**TASK BRIEF**: Copy word for word, please, the lines of the entries below running from the one containing "Response of both" to the one containing "are left untouched.", both ends included.

--- SUPPLIED MATERIAL ---

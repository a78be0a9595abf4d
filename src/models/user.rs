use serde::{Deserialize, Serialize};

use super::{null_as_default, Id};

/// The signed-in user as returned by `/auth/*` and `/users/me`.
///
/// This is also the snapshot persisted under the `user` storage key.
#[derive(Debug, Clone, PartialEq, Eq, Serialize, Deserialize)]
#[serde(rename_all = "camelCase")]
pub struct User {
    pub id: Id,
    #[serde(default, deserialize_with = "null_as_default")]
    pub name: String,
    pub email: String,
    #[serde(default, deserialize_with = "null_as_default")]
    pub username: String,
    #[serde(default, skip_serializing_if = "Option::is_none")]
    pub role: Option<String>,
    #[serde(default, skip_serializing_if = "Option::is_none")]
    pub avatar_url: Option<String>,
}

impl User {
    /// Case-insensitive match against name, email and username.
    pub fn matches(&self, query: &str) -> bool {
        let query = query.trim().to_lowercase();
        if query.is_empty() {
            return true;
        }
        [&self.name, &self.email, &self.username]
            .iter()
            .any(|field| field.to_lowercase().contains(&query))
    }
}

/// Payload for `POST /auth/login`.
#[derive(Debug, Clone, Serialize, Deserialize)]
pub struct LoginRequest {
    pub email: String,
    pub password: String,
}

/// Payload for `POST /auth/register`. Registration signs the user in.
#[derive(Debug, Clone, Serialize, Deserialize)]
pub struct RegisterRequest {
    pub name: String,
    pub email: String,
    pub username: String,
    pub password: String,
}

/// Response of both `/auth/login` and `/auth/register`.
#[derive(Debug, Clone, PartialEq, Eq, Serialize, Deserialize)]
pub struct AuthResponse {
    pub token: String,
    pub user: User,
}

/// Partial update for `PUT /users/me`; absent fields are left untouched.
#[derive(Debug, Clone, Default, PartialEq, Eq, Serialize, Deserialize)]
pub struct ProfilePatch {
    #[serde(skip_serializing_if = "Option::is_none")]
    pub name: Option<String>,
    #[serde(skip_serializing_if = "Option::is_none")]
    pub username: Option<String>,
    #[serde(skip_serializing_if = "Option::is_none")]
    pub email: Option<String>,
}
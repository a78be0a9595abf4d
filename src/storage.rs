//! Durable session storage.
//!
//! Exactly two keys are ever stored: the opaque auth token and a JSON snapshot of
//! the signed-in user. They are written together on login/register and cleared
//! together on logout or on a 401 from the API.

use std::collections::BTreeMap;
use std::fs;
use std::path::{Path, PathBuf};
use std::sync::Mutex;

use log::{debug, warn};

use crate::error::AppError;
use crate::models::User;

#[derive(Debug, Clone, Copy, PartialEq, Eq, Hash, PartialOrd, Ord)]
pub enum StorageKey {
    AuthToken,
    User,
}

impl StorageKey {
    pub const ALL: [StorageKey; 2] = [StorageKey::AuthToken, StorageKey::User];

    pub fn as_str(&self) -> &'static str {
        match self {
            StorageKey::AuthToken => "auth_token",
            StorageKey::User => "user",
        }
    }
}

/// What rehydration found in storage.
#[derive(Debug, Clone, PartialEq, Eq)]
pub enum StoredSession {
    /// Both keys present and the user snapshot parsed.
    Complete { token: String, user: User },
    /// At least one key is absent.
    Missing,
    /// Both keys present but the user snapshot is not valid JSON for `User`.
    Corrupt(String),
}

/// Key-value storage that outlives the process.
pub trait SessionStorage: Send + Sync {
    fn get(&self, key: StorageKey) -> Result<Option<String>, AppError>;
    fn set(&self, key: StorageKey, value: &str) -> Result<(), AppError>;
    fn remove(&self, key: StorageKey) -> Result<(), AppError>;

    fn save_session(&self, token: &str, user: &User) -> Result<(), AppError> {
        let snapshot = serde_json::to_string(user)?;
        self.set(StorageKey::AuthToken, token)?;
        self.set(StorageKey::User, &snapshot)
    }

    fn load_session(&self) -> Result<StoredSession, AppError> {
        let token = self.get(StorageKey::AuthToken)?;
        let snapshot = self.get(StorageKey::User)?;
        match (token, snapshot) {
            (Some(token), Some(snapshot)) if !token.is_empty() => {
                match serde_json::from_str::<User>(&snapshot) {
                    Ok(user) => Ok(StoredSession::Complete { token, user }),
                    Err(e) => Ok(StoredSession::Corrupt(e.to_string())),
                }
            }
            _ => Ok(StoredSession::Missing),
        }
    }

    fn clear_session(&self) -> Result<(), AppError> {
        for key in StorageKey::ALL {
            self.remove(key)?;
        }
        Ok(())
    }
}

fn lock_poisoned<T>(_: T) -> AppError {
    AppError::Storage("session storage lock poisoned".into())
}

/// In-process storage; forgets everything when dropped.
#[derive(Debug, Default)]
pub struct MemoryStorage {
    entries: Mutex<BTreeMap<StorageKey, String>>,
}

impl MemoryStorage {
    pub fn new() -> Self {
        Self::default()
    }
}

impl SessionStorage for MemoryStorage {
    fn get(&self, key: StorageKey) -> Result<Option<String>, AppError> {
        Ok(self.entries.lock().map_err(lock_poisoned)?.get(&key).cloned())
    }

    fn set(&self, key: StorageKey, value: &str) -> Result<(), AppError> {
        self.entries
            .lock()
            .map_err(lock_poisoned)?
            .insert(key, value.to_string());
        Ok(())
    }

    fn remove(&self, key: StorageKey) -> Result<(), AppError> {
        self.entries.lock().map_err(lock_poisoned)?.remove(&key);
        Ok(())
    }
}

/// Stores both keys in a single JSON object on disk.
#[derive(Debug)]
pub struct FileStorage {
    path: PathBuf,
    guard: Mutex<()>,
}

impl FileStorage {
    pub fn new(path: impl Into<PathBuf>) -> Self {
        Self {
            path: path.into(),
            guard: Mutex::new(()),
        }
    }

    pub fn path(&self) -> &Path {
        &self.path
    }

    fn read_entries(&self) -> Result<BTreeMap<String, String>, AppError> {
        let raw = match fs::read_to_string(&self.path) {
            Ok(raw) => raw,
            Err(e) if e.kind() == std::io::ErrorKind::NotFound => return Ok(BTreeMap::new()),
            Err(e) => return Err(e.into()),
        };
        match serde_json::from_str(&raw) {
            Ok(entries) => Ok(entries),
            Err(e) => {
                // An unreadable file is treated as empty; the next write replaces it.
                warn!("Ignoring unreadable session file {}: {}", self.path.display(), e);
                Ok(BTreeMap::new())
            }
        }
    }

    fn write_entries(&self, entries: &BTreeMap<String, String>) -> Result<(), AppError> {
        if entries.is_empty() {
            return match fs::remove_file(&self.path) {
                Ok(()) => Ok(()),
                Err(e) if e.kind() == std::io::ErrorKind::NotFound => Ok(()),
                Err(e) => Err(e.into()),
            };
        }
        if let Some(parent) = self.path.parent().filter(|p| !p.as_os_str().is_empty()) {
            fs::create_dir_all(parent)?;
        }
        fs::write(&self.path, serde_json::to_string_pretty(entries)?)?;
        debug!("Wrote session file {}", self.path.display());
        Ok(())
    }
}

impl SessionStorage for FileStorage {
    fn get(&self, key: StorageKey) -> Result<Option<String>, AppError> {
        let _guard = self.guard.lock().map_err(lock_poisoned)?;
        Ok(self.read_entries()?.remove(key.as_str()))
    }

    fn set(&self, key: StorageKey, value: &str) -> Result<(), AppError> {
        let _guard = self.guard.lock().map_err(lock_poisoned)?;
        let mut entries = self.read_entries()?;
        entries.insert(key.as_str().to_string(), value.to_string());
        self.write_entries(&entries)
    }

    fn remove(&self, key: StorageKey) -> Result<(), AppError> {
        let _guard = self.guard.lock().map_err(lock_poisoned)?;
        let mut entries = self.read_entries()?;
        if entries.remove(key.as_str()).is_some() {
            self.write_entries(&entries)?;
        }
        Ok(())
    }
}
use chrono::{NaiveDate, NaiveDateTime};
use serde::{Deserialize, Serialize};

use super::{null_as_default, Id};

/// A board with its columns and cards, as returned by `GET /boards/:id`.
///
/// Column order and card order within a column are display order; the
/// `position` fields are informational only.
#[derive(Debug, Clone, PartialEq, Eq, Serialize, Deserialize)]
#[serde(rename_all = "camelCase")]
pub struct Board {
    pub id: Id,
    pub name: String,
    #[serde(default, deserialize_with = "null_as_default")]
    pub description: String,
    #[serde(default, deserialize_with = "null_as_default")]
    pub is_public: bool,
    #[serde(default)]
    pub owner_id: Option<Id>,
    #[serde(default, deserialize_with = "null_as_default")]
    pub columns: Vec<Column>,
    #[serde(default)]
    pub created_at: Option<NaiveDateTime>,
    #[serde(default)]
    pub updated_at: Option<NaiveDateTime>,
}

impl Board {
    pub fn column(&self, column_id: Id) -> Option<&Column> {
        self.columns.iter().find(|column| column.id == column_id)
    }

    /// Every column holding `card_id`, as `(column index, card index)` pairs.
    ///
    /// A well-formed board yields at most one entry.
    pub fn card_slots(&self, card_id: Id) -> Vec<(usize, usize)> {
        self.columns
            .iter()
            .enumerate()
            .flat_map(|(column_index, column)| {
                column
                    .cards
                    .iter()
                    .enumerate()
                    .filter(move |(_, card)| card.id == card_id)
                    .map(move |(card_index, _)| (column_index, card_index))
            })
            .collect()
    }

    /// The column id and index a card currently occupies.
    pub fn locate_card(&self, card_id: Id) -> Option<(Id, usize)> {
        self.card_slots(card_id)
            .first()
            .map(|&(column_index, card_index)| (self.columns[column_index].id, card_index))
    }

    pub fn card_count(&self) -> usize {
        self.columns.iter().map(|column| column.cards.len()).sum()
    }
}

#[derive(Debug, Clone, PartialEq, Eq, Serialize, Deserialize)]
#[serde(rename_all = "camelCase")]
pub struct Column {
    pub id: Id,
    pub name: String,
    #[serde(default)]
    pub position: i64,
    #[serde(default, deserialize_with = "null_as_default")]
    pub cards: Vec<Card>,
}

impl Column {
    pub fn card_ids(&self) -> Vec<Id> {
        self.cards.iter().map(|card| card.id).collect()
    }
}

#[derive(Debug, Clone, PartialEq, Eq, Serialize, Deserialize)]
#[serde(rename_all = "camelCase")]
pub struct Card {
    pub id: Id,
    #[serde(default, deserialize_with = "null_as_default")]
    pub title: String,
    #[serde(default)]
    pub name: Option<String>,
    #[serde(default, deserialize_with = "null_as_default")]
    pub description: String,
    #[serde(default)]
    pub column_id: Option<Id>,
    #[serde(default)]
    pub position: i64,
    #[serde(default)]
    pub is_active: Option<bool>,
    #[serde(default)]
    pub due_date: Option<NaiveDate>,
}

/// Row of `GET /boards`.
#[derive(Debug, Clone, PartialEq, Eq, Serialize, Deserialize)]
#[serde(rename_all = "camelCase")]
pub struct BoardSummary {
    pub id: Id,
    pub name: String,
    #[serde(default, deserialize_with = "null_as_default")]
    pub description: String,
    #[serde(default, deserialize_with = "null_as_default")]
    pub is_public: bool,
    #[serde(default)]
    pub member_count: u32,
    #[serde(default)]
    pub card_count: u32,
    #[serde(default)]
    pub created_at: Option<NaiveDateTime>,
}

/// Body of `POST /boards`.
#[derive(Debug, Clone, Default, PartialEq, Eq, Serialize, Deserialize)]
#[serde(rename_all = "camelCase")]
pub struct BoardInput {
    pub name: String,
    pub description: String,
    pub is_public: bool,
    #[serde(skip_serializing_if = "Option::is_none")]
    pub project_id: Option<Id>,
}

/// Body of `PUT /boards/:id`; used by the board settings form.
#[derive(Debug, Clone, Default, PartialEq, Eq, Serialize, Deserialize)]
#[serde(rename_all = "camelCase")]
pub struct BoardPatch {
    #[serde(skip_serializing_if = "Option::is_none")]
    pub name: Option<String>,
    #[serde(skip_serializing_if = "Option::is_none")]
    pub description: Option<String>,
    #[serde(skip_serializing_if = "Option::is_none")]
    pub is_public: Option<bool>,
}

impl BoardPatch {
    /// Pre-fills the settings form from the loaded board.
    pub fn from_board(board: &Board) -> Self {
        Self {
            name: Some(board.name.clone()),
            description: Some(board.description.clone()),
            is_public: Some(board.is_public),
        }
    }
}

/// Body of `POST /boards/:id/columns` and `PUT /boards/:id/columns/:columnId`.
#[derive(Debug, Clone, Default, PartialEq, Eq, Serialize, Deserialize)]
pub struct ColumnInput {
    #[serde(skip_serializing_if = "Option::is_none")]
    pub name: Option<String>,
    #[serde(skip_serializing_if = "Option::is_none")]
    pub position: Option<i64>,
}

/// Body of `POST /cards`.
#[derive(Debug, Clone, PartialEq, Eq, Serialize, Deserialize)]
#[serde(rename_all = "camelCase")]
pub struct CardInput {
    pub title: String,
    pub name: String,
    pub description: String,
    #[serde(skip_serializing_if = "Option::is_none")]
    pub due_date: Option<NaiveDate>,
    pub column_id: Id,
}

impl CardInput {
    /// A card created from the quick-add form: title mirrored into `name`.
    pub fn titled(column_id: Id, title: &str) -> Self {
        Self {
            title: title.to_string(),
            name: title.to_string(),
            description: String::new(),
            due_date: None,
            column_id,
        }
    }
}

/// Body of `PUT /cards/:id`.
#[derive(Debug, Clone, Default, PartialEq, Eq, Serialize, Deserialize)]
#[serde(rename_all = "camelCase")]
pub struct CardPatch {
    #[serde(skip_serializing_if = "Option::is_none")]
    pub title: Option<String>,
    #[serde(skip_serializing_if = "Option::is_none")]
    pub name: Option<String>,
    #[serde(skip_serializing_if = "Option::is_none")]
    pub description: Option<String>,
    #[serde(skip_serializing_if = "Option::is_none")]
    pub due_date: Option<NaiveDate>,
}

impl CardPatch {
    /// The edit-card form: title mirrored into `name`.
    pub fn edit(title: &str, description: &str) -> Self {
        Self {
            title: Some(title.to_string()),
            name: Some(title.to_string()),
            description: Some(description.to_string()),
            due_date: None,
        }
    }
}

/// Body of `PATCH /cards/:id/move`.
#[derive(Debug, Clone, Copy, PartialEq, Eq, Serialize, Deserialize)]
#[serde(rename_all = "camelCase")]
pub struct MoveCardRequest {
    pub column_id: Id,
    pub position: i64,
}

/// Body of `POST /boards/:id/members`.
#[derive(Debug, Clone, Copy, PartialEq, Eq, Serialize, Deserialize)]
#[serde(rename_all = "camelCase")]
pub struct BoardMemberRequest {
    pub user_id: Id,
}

---

**OUTPUT OF THE EXERCISE**:
/// Response of both `/auth/login` and `/auth/register`.
#[derive(Debug, Clone, PartialEq, Eq, Serialize, Deserialize)]
pub struct AuthResponse {
    pub token: String,
    pub user: User,
}

/// Partial update for `PUT /users/me`; absent fields are left untouched.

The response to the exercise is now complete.